# EXERCISE REQUIREMENTS
Write down each entry again, exactly as it reads.

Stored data
-*-*-

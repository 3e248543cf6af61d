//! Headless battle simulation.
//!
//! # Architecture
//!
//! ```text
//! SimulationConfig (environment)
//!   ├─→ ContentFactory (mission data)
//!   ├─→ BattleOrchestrator (autoplayed, instant frames)
//!   └─→ TextMapDisplay (map snapshots at debug level)
//! ```
//!
//! The binary in `main.rs` only sets up logging and calls
//! [`run_simulation`].

mod display;

pub use display::TextMapDisplay;

use std::env;
use std::path::PathBuf;

use anyhow::{Context, Result, bail};
use battle_content::ContentFactory;
use battle_core::{BattleCompletionStatus, SquaddieAffiliation};
use battle_runtime::{BattleOrchestrator, BattleState, OrchestratorConfig};

/// Settings for one simulated battle.
#[derive(Clone, Debug, PartialEq, Eq)]
pub struct SimulationConfig {
    /// Data directory. `None` uses the content bundled with `battle-content`.
    pub content_dir: Option<PathBuf>,
    pub mission: String,
    /// Give up after this many orchestrator ticks.
    pub max_ticks: usize,
    pub orchestrator: OrchestratorConfig,
}

impl Default for SimulationConfig {
    fn default() -> Self {
        Self {
            content_dir: None,
            mission: "bandit_ambush".to_string(),
            max_ticks: 50_000,
            orchestrator: OrchestratorConfig {
                autoplay_player: true,
                ..OrchestratorConfig::instant()
            },
        }
    }
}

impl SimulationConfig {
    /// Construct configuration from process environment variables.
    ///
    /// Environment variables:
    /// - `SQUADDIE_CONTENT_DIR` - Data directory (default: bundled content)
    /// - `SQUADDIE_MISSION` - Mission file name (default: bandit_ambush)
    /// - `SQUADDIE_MAX_TICKS` - Tick limit (default: 50000)
    ///
    /// Orchestrator settings come from [`OrchestratorConfig::from_env`], with
    /// the player team always autoplayed.
    pub fn from_env() -> Self {
        let defaults = Self::default();
        Self {
            content_dir: env::var_os("SQUADDIE_CONTENT_DIR").map(PathBuf::from),
            mission: env::var("SQUADDIE_MISSION").unwrap_or(defaults.mission),
            max_ticks: env::var("SQUADDIE_MAX_TICKS")
                .ok()
                .and_then(|value| value.parse().ok())
                .unwrap_or(defaults.max_ticks),
            orchestrator: OrchestratorConfig {
                autoplay_player: true,
                ..OrchestratorConfig::from_env()
            },
        }
    }
}

/// How a simulated battle ended.
#[derive(Clone, Debug, PartialEq, Eq)]
pub struct SimulationReport {
    pub mission_name: String,
    pub completion: BattleCompletionStatus,
    pub ticks: usize,
    pub turns: u32,
    pub battle_actions: usize,
    pub survivors: Vec<(String, SquaddieAffiliation, u32)>,
}

/// Loads the mission and ticks the orchestrator until the battle completes.
///
/// # Errors
///
/// Fails when the content cannot be loaded, when the orchestrator reports an
/// invariant violation, or when the tick limit is reached first.
pub fn run_simulation(config: &SimulationConfig) -> Result<SimulationReport> {
    let factory = match &config.content_dir {
        Some(dir) => ContentFactory::new(dir.clone()),
        None => ContentFactory::bundled(),
    };
    let mission = factory
        .load_mission(&config.mission)
        .with_context(|| format!("loading mission {}", config.mission))?;
    let mut state = BattleState::from(mission);
    let mut orchestrator = BattleOrchestrator::builder()
        .config(config.orchestrator.clone())
        .map_display(TextMapDisplay::default())
        .build();

    tracing::info!(mission = %state.mission_name, max_ticks = config.max_ticks, "simulation started");

    let mut ticks = 0;
    while !state.has_battle_ended() {
        if ticks == config.max_ticks {
            bail!(
                "battle {} still running after {} ticks (turn {})",
                state.mission_name,
                ticks,
                state.phase.turn_count
            );
        }
        orchestrator
            .update(&mut state)
            .with_context(|| format!("tick {ticks} in mode {}", orchestrator.mode()))?;
        ticks += 1;
    }

    Ok(report(&state, ticks))
}

fn report(state: &BattleState, ticks: usize) -> SimulationReport {
    let survivors = state
        .repository
        .battle_squaddie_ids()
        .filter_map(|id| {
            let (template, squaddie) = state.repository.get_squaddie_by_battle_id(id).ok()?;
            squaddie
                .is_alive()
                .then(|| (id.to_string(), template.affiliation, squaddie.hit_points()))
        })
        .collect();

    SimulationReport {
        mission_name: state.mission_name.clone(),
        completion: state.mission.completion,
        ticks,
        turns: state.phase.turn_count,
        battle_actions: state.recorder.already_animated().len(),
        survivors,
    }
}

#[cfg(test)]
mod tests {
    use super::*;

    fn config(seed: u64) -> SimulationConfig {
        let mut config = SimulationConfig::default();
        config.orchestrator.dice_seed = Some(seed);
        config
    }

    #[test]
    fn same_seed_same_battle() {
        let first = run_simulation(&config(3));
        let second = run_simulation(&config(3));
        match (first, second) {
            (Ok(first), Ok(second)) => {
                assert_eq!(first, second);
                assert_ne!(first.completion, BattleCompletionStatus::InProgress);
                assert!(first.survivors.iter().all(|(_, _, hit_points)| *hit_points > 0));
            }
            (Err(first), Err(second)) => assert_eq!(first.to_string(), second.to_string()),
            (first, second) => panic!("runs diverged: {first:?} vs {second:?}"),
        }
    }

    #[test]
    fn unknown_mission_names_the_mission() {
        let config = SimulationConfig {
            mission: "no_such_mission".to_string(),
            ..SimulationConfig::default()
        };
        let err = run_simulation(&config).unwrap_err();
        assert!(format!("{err:#}").contains("no_such_mission"));
    }

    #[test]
    fn tick_limit_is_reported() {
        let config = SimulationConfig {
            max_ticks: 3,
            ..config(5)
        };
        let err = run_simulation(&config).unwrap_err();
        assert!(err.to_string().contains("after 3 ticks"));
    }
}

-*-*-

# RESPONSE TO THIS EXERCISE
repository 3e248543cf6af61d
//! Headless battle simulation.
//!
//! # Architecture
//!
//! ```text
//! SimulationConfig (environment)
//!   ├─→ ContentFactory (mission data)
//!   ├─→ BattleOrchestrator (autoplayed, instant frames)
//!   └─→ TextMapDisplay (map snapshots at debug level)
//! ```
//!
//! The binary in `main.rs` only sets up logging and calls
//! [`run_simulation`].

mod display;

pub use display::TextMapDisplay;

use std::env;
use std::path::PathBuf;

use anyhow::{Context, Result, bail};
use battle_content::ContentFactory;
use battle_core::{BattleCompletionStatus, SquaddieAffiliation};
use battle_runtime::{BattleOrchestrator, BattleState, OrchestratorConfig};

/// Settings for one simulated battle.
#[derive(Clone, Debug, PartialEq, Eq)]
pub struct SimulationConfig {
    /// Data directory. `None` uses the content bundled with `battle-content`.
    pub content_dir: Option<PathBuf>,
    pub mission: String,
    /// Give up after this many orchestrator ticks.
    pub max_ticks: usize,
    pub orchestrator: OrchestratorConfig,
}

impl Default for SimulationConfig {
    fn default() -> Self {
        Self {
            content_dir: None,
            mission: "bandit_ambush".to_string(),
            max_ticks: 50_000,
            orchestrator: OrchestratorConfig {
                autoplay_player: true,
                ..OrchestratorConfig::instant()
            },
        }
    }
}

impl SimulationConfig {
    /// Construct configuration from process environment variables.
    ///
    /// Environment variables:
    /// - `SQUADDIE_CONTENT_DIR` - Data directory (default: bundled content)
    /// - `SQUADDIE_MISSION` - Mission file name (default: bandit_ambush)
    /// - `SQUADDIE_MAX_TICKS` - Tick limit (default: 50000)
    ///
    /// Orchestrator settings come from [`OrchestratorConfig::from_env`], with
    /// the player team always autoplayed.
    pub fn from_env() -> Self {
        let defaults = Self::default();
        Self {
            content_dir: env::var_os("SQUADDIE_CONTENT_DIR").map(PathBuf::from),
            mission: env::var("SQUADDIE_MISSION").unwrap_or(defaults.mission),
            max_ticks: env::var("SQUADDIE_MAX_TICKS")
                .ok()
                .and_then(|value| value.parse().ok())
                .unwrap_or(defaults.max_ticks),
            orchestrator: OrchestratorConfig {
                autoplay_player: true,
                ..OrchestratorConfig::from_env()
            },
        }
    }
}

/// How a simulated battle ended.
#[derive(Clone, Debug, PartialEq, Eq)]
pub struct SimulationReport {
    pub mission_name: String,
    pub completion: BattleCompletionStatus,
    pub ticks: usize,
    pub turns: u32,
    pub battle_actions: usize,
    pub survivors: Vec<(String, SquaddieAffiliation, u32)>,
}

/// Loads the mission and ticks the orchestrator until the battle completes.
///
/// # Errors
///
/// Fails when the content cannot be loaded, when the orchestrator reports an
/// invariant violation, or when the tick limit is reached first.
pub fn run_simulation(config: &SimulationConfig) -> Result<SimulationReport> {
    let factory = match &config.content_dir {
        Some(dir) => ContentFactory::new(dir.clone()),
        None => ContentFactory::bundled(),
    };
    let mission = factory
        .load_mission(&config.mission)
        .with_context(|| format!("loading mission {}", config.mission))?;
    let mut state = BattleState::from(mission);
    let mut orchestrator = BattleOrchestrator::builder()
        .config(config.orchestrator.clone())
        .map_display(TextMapDisplay::default())
        .build();

    tracing::info!(mission = %state.mission_name, max_ticks = config.max_ticks, "simulation started");

    let mut ticks = 0;
    while !state.has_battle_ended() {
        if ticks == config.max_ticks {
            bail!(
                "battle {} still running after {} ticks (turn {})",
                state.mission_name,
                ticks,
                state.phase.turn_count
            );
        }
        orchestrator
            .update(&mut state)
            .with_context(|| format!("tick {ticks} in mode {}", orchestrator.mode()))?;
        ticks += 1;
    }

    Ok(report(&state, ticks))
}

fn report(state: &BattleState, ticks: usize) -> SimulationReport {
    let survivors = state
        .repository
        .battle_squaddie_ids()
        .filter_map(|id| {
            let (template, squaddie) = state.repository.get_squaddie_by_battle_id(id).ok()?;
            squaddie
                .is_alive()
                .then(|| (id.to_string(), template.affiliation, squaddie.hit_points()))
        })
        .collect();

    SimulationReport {
        mission_name: state.mission_name.clone(),
        completion: state.mission.completion,
        ticks,
        turns: state.phase.turn_count,
        battle_actions: state.recorder.already_animated().len(),
        survivors,
    }
}

#[cfg(test)]
mod tests {
    use super::*;

    fn config(seed: u64) -> SimulationConfig {
        let mut config = SimulationConfig::default();
        config.orchestrator.dice_seed = Some(seed);
        config
    }

    #[test]
    fn same_seed_same_battle() {
        let first = run_simulation(&config(3));
        let second = run_simulation(&config(3));
        match (first, second) {
            (Ok(first), Ok(second)) => {
                assert_eq!(first, second);
                assert_ne!(first.completion, BattleCompletionStatus::InProgress);
                assert!(first.survivors.iter().all(|(_, _, hit_points)| *hit_points > 0));
            }
            (Err(first), Err(second)) => assert_eq!(first.to_string(), second.to_string()),
            (first, second) => panic!("runs diverged: {first:?} vs {second:?}"),
        }
    }

    #[test]
    fn unknown_mission_names_the_mission() {
        let config = SimulationConfig {
            mission: "no_such_mission".to_string(),
            ..SimulationConfig::default()
        };
        let err = run_simulation(&config).unwrap_err();
        assert!(format!("{err:#}").contains("no_such_mission"));
    }

    #[test]
    fn tick_limit_is_reported() {
        let config = SimulationConfig {
            max_ticks: 3,
            ..config(5)
        };
        let err = run_simulation(&config).unwrap_err();
        assert!(err.to_string().contains("after 3 ticks"));
    }
}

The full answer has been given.